A l'occasion de la parution récente du livre Nous sommes les indigènes de la république (éditions Amsterdam), de Houria Bouteldja et Sadri Khiari, nous publions cet entretien inédit avec les deux auteur.e.s réalisé par Félix Boggio Éwanjé-Épée et Stella Magliani-Belkacem. 

 

 


 

 

 

Il arrive qu’on entende au sujet du PIR1 qu’il s’agit d’une organisation « sectaire ». À quoi attribuez-vous cette accusation ?

HB : On a été accusés de sectarisme dès notre entrée en politique, dès le lancement de l’Appel. Dès lors que des opprimés s’affirment et qu’ils ont à affronter des organisations de gauche (qui les ont rejetés), ils se font traiter de sectaires. Et justement, pour pouvoir poser la question raciale et pour pouvoir se poser comme une organisation politique autonome, il a peut-être fallu nous montrer sectaires. C’était un passage obligé. Mais il ne faut pas confondre les périodes. Aujourd’hui, comme depuis quelques années, on élabore des politiques d’ouverture, on réfléchit aux alliances possibles et on n’hésite pas à signer des appels collectifs appelant à des mobilisations sur des problématiques liées aux nôtres.

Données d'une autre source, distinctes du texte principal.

// Relay configuration
// Read from a YAML file when one is given, then overridden from the environment

use std::net::SocketAddr;
use std::path::{Path, PathBuf};
use std::time::Duration;

use anyhow::{Context, Result};
use serde::{Deserialize, Serialize};
use tracing::debug;

use crate::interception::KeyExchange;
use crate::protocol::DEFAULT_PROTOCOL_VERSION;
use crate::template::ProtocolVersion;

#[derive(Debug, Clone, PartialEq, Serialize, Deserialize)]
#[serde(default)]
pub struct RelayConfig {
    pub listen_addr: SocketAddr,
    pub upstream_addr: SocketAddr,
    pub protocol_version: ProtocolVersion,
    /// YAML packet definitions; without them every packet is undefined.
    pub definitions: Option<PathBuf>,
    pub log_dir: PathBuf,
    pub hiding_config: Option<PathBuf>,
    /// How often queued injections are flushed when no traffic arrives.
    pub poll_interval_ms: u64,
    pub key_exchange: Option<KeyExchange>,
}

impl Default for RelayConfig {
    fn default() -> Self {
        Self {
            listen_addr: SocketAddr::from(([0, 0, 0, 0], 7777)),
            upstream_addr: SocketAddr::from(([127, 0, 0, 1], 17777)),
            protocol_version: DEFAULT_PROTOCOL_VERSION,
            definitions: None,
            log_dir: PathBuf::from("logs"),
            hiding_config: None,
            poll_interval_ms: 50,
            key_exchange: Some(KeyExchange {
                template: "KeyPacket".to_string(),
                field: "key".to_string(),
            }),
        }
    }
}

impl RelayConfig {
    /// Loads `path` if given (defaults otherwise) and applies environment overrides.
    pub fn load(path: Option<&Path>) -> Result<Self> {
        let mut config = match path {
            Some(path) => Self::from_file(path)?,
            None => Self::default(),
        };
        config.apply_overrides(|name| std::env::var(name).ok())?;
        debug!(config = ?config, "Configuration loaded");
        Ok(config)
    }

    pub fn from_file(path: &Path) -> Result<Self> {
        let content = std::fs::read_to_string(path)
            .with_context(|| format!("Failed to read config file: {}", path.display()))?;
        serde_yaml::from_str(&content).with_context(|| format!("Invalid config file: {}", path.display()))
    }

    pub fn apply_overrides<F>(&mut self, lookup: F) -> Result<()>
    where
        F: Fn(&str) -> Option<String>,
    {
        if let Some(addr) = lookup("RELAY_LISTEN") {
            self.listen_addr = addr.parse().context("Invalid RELAY_LISTEN")?;
        }
        if let Some(addr) = lookup("RELAY_UPSTREAM") {
            self.upstream_addr = addr.parse().context("Invalid RELAY_UPSTREAM")?;
        }
        if let Some(version) = lookup("RELAY_PROTOCOL") {
            self.protocol_version = ProtocolVersion(version.parse().context("Invalid RELAY_PROTOCOL")?);
        }
        if let Some(dir) = lookup("RELAY_LOG_DIR") {
            self.log_dir = PathBuf::from(dir);
        }
        Ok(())
    }

    pub fn poll_interval(&self) -> Duration {
        Duration::from_millis(self.poll_interval_ms.max(1))
    }
}

#[cfg(test)]
mod tests {
    use super::*;
    use std::collections::HashMap;
    use std::io::Write;

    #[test]
    fn test_partial_file_keeps_defaults() {
        let mut file = tempfile::NamedTempFile::new().unwrap();
        writeln!(file, "upstream_addr: 10.0.0.5:2106\nprotocol_version: 110\nkey_exchange: null").unwrap();

        let config = RelayConfig::from_file(file.path()).unwrap();
        assert_eq!(config.upstream_addr, "10.0.0.5:2106".parse().unwrap());
        assert_eq!(config.protocol_version, ProtocolVersion(110));
        assert_eq!(config.listen_addr, RelayConfig::default().listen_addr);
        assert_eq!(config.log_dir, PathBuf::from("logs"));
        assert!(config.key_exchange.is_none());
    }

    #[test]
    fn test_environment_overrides() {
        let env: HashMap<&str, &str> = [("RELAY_LISTEN", "127.0.0.1:9000"), ("RELAY_PROTOCOL", "152")]
            .into_iter()
            .collect();
        let mut config = RelayConfig::default();
        config
            .apply_overrides(|name| env.get(name).map(|v| v.to_string()))
            .unwrap();
        assert_eq!(config.listen_addr.port(), 9000);
        assert_eq!(config.protocol_version, ProtocolVersion(152));
        assert_eq!(config.upstream_addr, RelayConfig::default().upstream_addr);
    }

    #[test]
    fn test_bad_override_is_reported() {
        let mut config = RelayConfig::default();
        let err = config
            .apply_overrides(|name| (name == "RELAY_UPSTREAM").then(|| "nowhere".to_string()))
            .unwrap_err();
        assert!(err.to_string().contains("RELAY_UPSTREAM"));
    }
}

SK : Le reproche de sectarisme, on l’a en effet entendu dès l’Appel des Indigènes mais également au moment même où l’appel était élaboré et où nous discutions avec d’éventuels signataires. Cette accusation, elle est venue des Blancs. Ce reproche répondait à notre besoin de nous affirmer politiquement et naissait de la priorité que nous donnions dans notre action à la construction de cette autonomie. Ce reproche n’aurait pas existé si nous avions appelé à un mouvement de tous les antiracistes de France, blancs et indigènes… Ou encore si nous nous étions évertués à construire des passerelles avec les militants de gauche ou d’extrême gauche antiracistes.

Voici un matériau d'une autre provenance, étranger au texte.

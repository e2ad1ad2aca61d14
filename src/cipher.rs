// Rolling XOR stream cipher used by the game after the key exchange.
//
// Each direction advances its key by the size of every packet it processes,
// so the relay keeps four independent states: what it reads from each peer
// and what it writes to each peer. They stay in step as long as traffic is
// forwarded unmodified and diverge as soon as a packet is replaced, dropped
// or injected.

use crate::packet::EndpointType;

/// Fixed second half of every session key.
const KEY_SUFFIX: [u8; 8] = [0xc8, 0x27, 0x93, 0x01, 0xa1, 0x6c, 0x31, 0x97];

#[derive(Debug, Clone, PartialEq, Eq)]
pub struct CipherState {
    key: [u8; 16],
}

impl CipherState {
    pub fn from_seed(seed: &[u8; 8]) -> Self {
        let mut key = [0u8; 16];
        key[..8].copy_from_slice(seed);
        key[8..].copy_from_slice(&KEY_SUFFIX);
        Self { key }
    }

    pub fn decipher(&mut self, data: &mut [u8]) {
        let mut prev = 0u8;
        for (i, b) in data.iter_mut().enumerate() {
            let cipher = *b;
            *b = cipher ^ self.key[i & 15] ^ prev;
            prev = cipher;
        }
        self.advance(data.len());
    }

    pub fn encipher(&mut self, data: &mut [u8]) {
        let mut prev = 0u8;
        for (i, b) in data.iter_mut().enumerate() {
            prev ^= *b ^ self.key[i & 15];
            *b = prev;
        }
        self.advance(data.len());
    }

    fn advance(&mut self, size: usize) {
        let mut word = [0u8; 4];
        word.copy_from_slice(&self.key[8..12]);
        let next = u32::from_le_bytes(word).wrapping_add(size as u32);
        self.key[8..12].copy_from_slice(&next.to_le_bytes());
    }
}

#[derive(Debug, Clone)]
struct Legs {
    from_client: CipherState,
    to_server: CipherState,
    from_server: CipherState,
    to_client: CipherState,
}

/// Cipher states of one relayed connection. Disabled until the key is known.
#[derive(Debug, Clone, Default)]
pub struct SessionCipher {
    legs: Option<Legs>,
}

impl SessionCipher {
    pub fn new() -> Self {
        Self::default()
    }

    pub fn enable(&mut self, seed: &[u8; 8]) {
        let state = CipherState::from_seed(seed);
        self.legs = Some(Legs {
            from_client: state.clone(),
            to_server: state.clone(),
            from_server: state.clone(),
            to_client: state,
        });
    }

    pub fn is_enabled(&self) -> bool {
        self.legs.is_some()
    }

    /// Deciphers a packet received from `sender`.
    pub fn decipher_inbound(&mut self, sender: EndpointType, data: &mut [u8]) {
        if let Some(legs) = &mut self.legs {
            match sender {
                EndpointType::Client => legs.from_client.decipher(data),
                EndpointType::Server => legs.from_server.decipher(data),
            }
        }
    }

    /// Enciphers a packet from `sender` before it is written to the other peer.
    pub fn encipher_outbound(&mut self, sender: EndpointType, data: &mut [u8]) {
        if let Some(legs) = &mut self.legs {
            match sender {
                EndpointType::Client => legs.to_server.encipher(data),
                EndpointType::Server => legs.to_client.encipher(data),
            }
        }
    }
}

Dans notre pratique, nous nous situons à l’inverse de ce qui nous a été reproché : nous avons été extrêmement ouverts, et cela dès le départ, vis-à-vis des nôtres. Quand on essaie de construire du lien entre des espaces de résistances indigènes très différents qui n’avaient jamais travaillé ensemble, de mettre en lien des mouvements de résistance des quartiers populaires, des mouvements de résistance antillais et des mouvements de résistance maghrébins, quand on essaie de mettre en lien ceux dont la politisation et la résistance part d’une référence islamique avec ceux pour lesquels ce n’est pas la référence principale ou pas du tout la référence, quand on essaie de construire et de tisser une toile à partir de toutes les composantes de l’indigénat, c’est le contraire du sectarisme. Il s’agit là d’une énorme preuve d’ouverture.

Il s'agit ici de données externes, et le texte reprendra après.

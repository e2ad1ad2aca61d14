use std::net::SocketAddr;
use std::path::PathBuf;
use std::sync::Arc;
use std::time::Duration;

use anyhow::{Context, Result};
use bytes::Bytes;
use chrono::Utc;
use tracing::{debug, info, warn};
use uuid::Uuid;

use crate::config::RelayConfig;
use crate::entity::{ContextKey, EntityCache, EntityTracker};
use crate::hiding::HidingConfig;
use crate::interception::{Forward, InjectionQueue, InterceptionPipeline, PacketInterceptor, PacketListener, PacketOutcome};
use crate::packet::{hex_dump, EndpointType};
use crate::packet_logger::{LogHeader, PacketLogListener, PacketLogger};
use crate::protocol::ProtocolCatalog;
use crate::registry::{MetaclassRegistry, SharedRegistry};
use crate::work::WorkQueue;

const LOG_FINISH_TIMEOUT: Duration = Duration::from_secs(5);

/// State shared by every session of one relay.
pub struct RelayServices {
    pub config: RelayConfig,
    pub catalog: Arc<ProtocolCatalog>,
    pub registry: Arc<SharedRegistry>,
    pub entities: EntityCache,
    /// Packets left out of the per-packet debug trace.
    pub hiding: HidingConfig,
    interceptors: Vec<Arc<dyn PacketInterceptor>>,
}

impl RelayServices {
    /// Loads the configured definitions and starts the shared work queue.
    pub fn new(config: RelayConfig) -> Result<Self> {
        let catalog = ProtocolCatalog::new();
        match &config.definitions {
            Some(path) => {
                catalog.load_yaml(path, config.protocol_version)?;
            }
            None => warn!("No packet definitions configured, every packet will be undefined"),
        }
        let hiding = match &config.hiding_config {
            Some(path) => HidingConfig::load(path)
                .with_context(|| format!("Failed to read hiding config {}", path.display()))?,
            None => HidingConfig::default(),
        };
        let queue = WorkQueue::new("relay-work").context("Failed to start work queue")?;
        let mut services = Self::with_catalog(config, catalog, Arc::new(queue));
        services.hiding = hiding;
        Ok(services)
    }

    pub fn with_catalog(config: RelayConfig, catalog: ProtocolCatalog, queue: Arc<WorkQueue>) -> Self {
        Self {
            config,
            catalog: Arc::new(catalog),
            registry: Arc::new(SharedRegistry::new(MetaclassRegistry::with_defaults())),
            entities: EntityCache::new(queue),
            hiding: HidingConfig::default(),
            interceptors: Vec::new(),
        }
    }

    /// Interceptor installed in every new session, after entity tracking.
    pub fn add_interceptor(&mut self, interceptor: Arc<dyn PacketInterceptor>) {
        self.interceptors.push(interceptor);
    }
}

/// One client/server pair: its pipeline, entity context and packet log.
pub struct RelaySession {
    id: Uuid,
    client_addr: SocketAddr,
    upstream_addr: SocketAddr,
    pipeline: InterceptionPipeline,
    log: Arc<PacketLogListener>,
}

impl RelaySession {
    pub fn new(services: &RelayServices, client_addr: SocketAddr, upstream_addr: SocketAddr) -> Result<Self> {
        let id = Uuid::new_v4();
        let config = &services.config;
        let header = LogHeader {
            session_id: id,
            protocol_version: config.protocol_version,
            started_at: Utc::now().timestamp_millis(),
            client_addr: client_addr.to_string(),
            upstream_addr: upstream_addr.to_string(),
        };
        let logger = PacketLogger::new(&header, &config.log_dir)
            .with_context(|| format!("Failed to create packet log in {}", config.log_dir.display()))?;
        let log = Arc::new(PacketLogListener::new(logger, Arc::clone(services.entities.queue())));

        let resolvers = services.catalog.resolvers_or_empty(config.protocol_version);
        let entities = services.entities.acquire(ContextKey::new());
        let mut pipeline = InterceptionPipeline::new(resolvers, Arc::clone(&services.registry))
            .with_entities(entities)
            .with_key_exchange(config.key_exchange.clone());
        pipeline.add_interceptor(Arc::new(EntityTracker::default()));
        for interceptor in &services.interceptors {
            pipeline.add_interceptor(Arc::clone(interceptor));
        }
        pipeline.add_listener(log.clone());
        pipeline.add_listener(Arc::new(TrafficTrace {
            session: id,
            hiding: services.hiding.clone(),
        }));

        info!(session = %id, client = %client_addr, upstream = %upstream_addr, "Session started");
        Ok(Self {
            id,
            client_addr,
            upstream_addr,
            pipeline,
            log,
        })
    }

    pub fn id(&self) -> Uuid {
        self.id
    }

    pub fn client_addr(&self) -> SocketAddr {
        self.client_addr
    }

    pub fn upstream_addr(&self) -> SocketAddr {
        self.upstream_addr
    }

    pub fn pipeline_mut(&mut self) -> &mut InterceptionPipeline {
        &mut self.pipeline
    }

    pub fn injection_queue(&self) -> InjectionQueue {
        self.pipeline.injection_queue()
    }

    pub fn process(&mut self, from: EndpointType, wire: Bytes) -> Vec<Forward> {
        self.pipeline.process(from, wire)
    }

    pub fn drain_injections(&mut self) -> Vec<Forward> {
        self.pipeline.drain_injections()
    }

    /// Releases the entity context and completes the packet log. Blocks on
    /// pending log writes.
    pub fn finish(self) -> Result<Option<PathBuf>> {
        let Self { id, pipeline, log, .. } = self;
        drop(pipeline);
        let path = log
            .finish(LOG_FINISH_TIMEOUT)
            .with_context(|| format!("Failed to finish packet log of session {}", id))?;
        info!(session = %id, log = ?path, "Session finished");
        Ok(path)
    }
}

// Debug-level trace of every packet the hiding config does not cover
struct TrafficTrace {
    session: Uuid,
    hiding: HidingConfig,
}

impl TrafficTrace {
    fn shows(&self, outcome: &PacketOutcome) -> bool {
        let data = outcome.received.as_ref().or(outcome.sent.as_ref());
        data.map_or(false, |data| !self.hiding.is_hidden(outcome.endpoint, data))
    }
}

impl PacketListener for TrafficTrace {
    fn on_outcome(&self, outcome: &PacketOutcome) {
        if !self.shows(outcome) {
            return;
        }
        let name = outcome.template.as_ref().map_or("?", |t| t.name());
        let data = outcome.sent.as_ref().or(outcome.received.as_ref()).map_or(&[][..], |b| b.as_ref());
        debug!(
            session = %self.session,
            endpoint = %outcome.endpoint,
            packet = name,
            injected = outcome.is_injected(),
            forwarded = outcome.forwarded,
            dump = %hex_dump(data),
            "Packet"
        );
    }
}

#[cfg(test)]
mod tests {
    use super::*;
    use crate::packet_logger::PacketLog;
    use crate::protocol::parse_definitions;

    const DEFINITIONS: &str = r#"
server:
  - name: CharInfo
    prefix: "31"
    script:
      - node: field
        alias: object_id
        kind: { type: integer, width: w32, signed: true }
      - node: field
        alias: name
        kind: { type: text, encoding: utf16_le, length: nul_terminated }
"#;

    fn services(log_dir: PathBuf) -> RelayServices {
        let config = RelayConfig {
            log_dir,
            key_exchange: None,
            ..RelayConfig::default()
        };
        let catalog = ProtocolCatalog::new();
        catalog.install(config.protocol_version, parse_definitions(DEFINITIONS).unwrap());
        RelayServices::with_catalog(config, catalog, Arc::new(WorkQueue::new("test-session").unwrap()))
    }

    fn addr(port: u16) -> SocketAddr {
        SocketAddr::from(([127, 0, 0, 1], port))
    }

    #[test]
    fn test_session_tracks_entities_and_logs() {
        let dir = tempfile::tempdir().unwrap();
        let services = services(dir.path().to_path_buf());
        let mut session = RelaySession::new(&services, addr(5000), addr(7777)).unwrap();

        let wire = Bytes::from_static(&[0x31, 0x07, 0, 0, 0, b'A', 0, b'n', 0, 0, 0]);
        let forwards = session.process(EndpointType::Server, wire.clone());
        assert_eq!(forwards, vec![Forward { to: EndpointType::Client, bytes: wire.clone() }]);

        let entity = session.pipeline_mut().entities().unwrap().get(7).unwrap();
        assert_eq!(entity.state().name.as_deref(), Some("An"));
        assert_eq!(services.entities.live_contexts(), 1);

        let path = session.finish().unwrap().unwrap();
        let log = PacketLog::open(&path).unwrap();
        assert!(log.is_complete());
        assert_eq!(log.header.client_addr, "127.0.0.1:5000");
        assert_eq!(log.entries.len(), 1);
        assert_eq!(log.entries[0].data(), wire.as_ref());

        assert!(services.entities.queue().flush(Duration::from_secs(2)));
        assert_eq!(services.entities.live_contexts(), 0);
        assert_eq!(services.entities.teardowns(), 1);
    }

    #[test]
    fn test_sessions_get_separate_contexts() {
        let dir = tempfile::tempdir().unwrap();
        let services = services(dir.path().to_path_buf());
        let mut first = RelaySession::new(&services, addr(5001), addr(7777)).unwrap();
        let second = RelaySession::new(&services, addr(5002), addr(7777)).unwrap();
        assert_ne!(first.id(), second.id());

        first.process(
            EndpointType::Server,
            Bytes::from_static(&[0x31, 0x01, 0, 0, 0, b'X', 0, 0, 0]),
        );
        assert_eq!(services.entities.live_contexts(), 2);
        let mut second = second;
        assert!(second.pipeline_mut().entities().unwrap().get(1).is_none());
    }

    fn outcome(endpoint: EndpointType, data: &'static [u8]) -> PacketOutcome {
        PacketOutcome {
            endpoint,
            template: None,
            received: Some(Bytes::from_static(data)),
            sent: Some(Bytes::from_static(data)),
            arrived_at: Utc::now(),
            replaced: false,
            forwarded: true,
        }
    }

    #[test]
    fn test_traffic_trace_skips_hidden_packets() {
        let mut hiding = HidingConfig::new();
        hiding.hide(EndpointType::Client, vec![0xa0]);
        let trace = TrafficTrace {
            session: Uuid::new_v4(),
            hiding,
        };
        assert!(!trace.shows(&outcome(EndpointType::Client, &[0xa0, 1])));
        assert!(trace.shows(&outcome(EndpointType::Server, &[0xa0, 1])));
        assert!(trace.shows(&outcome(EndpointType::Client, &[0xa1])));
    }

    #[test]
    fn test_services_load_hiding_config() {
        let dir = tempfile::tempdir().unwrap();
        let path = dir.path().join("hidden.bin");
        let mut hiding = HidingConfig::new();
        hiding.hide(EndpointType::Server, vec![0x0b, 0x01]);
        hiding.save(&path).unwrap();

        let config = RelayConfig {
            log_dir: dir.path().join("logs"),
            hiding_config: Some(path),
            ..RelayConfig::default()
        };
        let services = RelayServices::new(config).unwrap();
        assert_eq!(services.hiding, hiding);

        let config = RelayConfig {
            hiding_config: Some(dir.path().join("missing.bin")),
            ..RelayConfig::default()
        };
        assert!(RelayServices::new(config).is_err());
    }
}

Pour ce qui est des organisations blanches, il est certain que nous tenons à ce qu’il y ait une démarcation claire entre les espaces indigènes et les espaces antiracistes blancs, mais cela n’empêche pas que nous ayons aussi une réflexion et des pratiques communes. Nous sommes prudents avec ces espaces antiracistes blancs parce que nous bénéficions d’une expérience du passé, nous sommes dès lors conscients des limites politiques que ces courants ont eues et ont toujours. Nous savons ce que, du fait de la hiérarchisation raciale en France, nous pourrions perdre par une mise en commun : nous perdrions notre autonomie politique, ce qui se traduit en d’autres termes par une « récupération ». Pour éviter une prédominance de cette gauche antiraciste, il nous faut être prudents et exiger des garanties : ce n’est pas cela le sectarisme. Cela s’inscrit dans des dispositifs d’alliance entre des entités opposées qui, à un moment donné, ont des combats communs qui peuvent s’étaler dans la durée, voire même prendre une dimension stratégique sans supprimer le conflit entre ces entités.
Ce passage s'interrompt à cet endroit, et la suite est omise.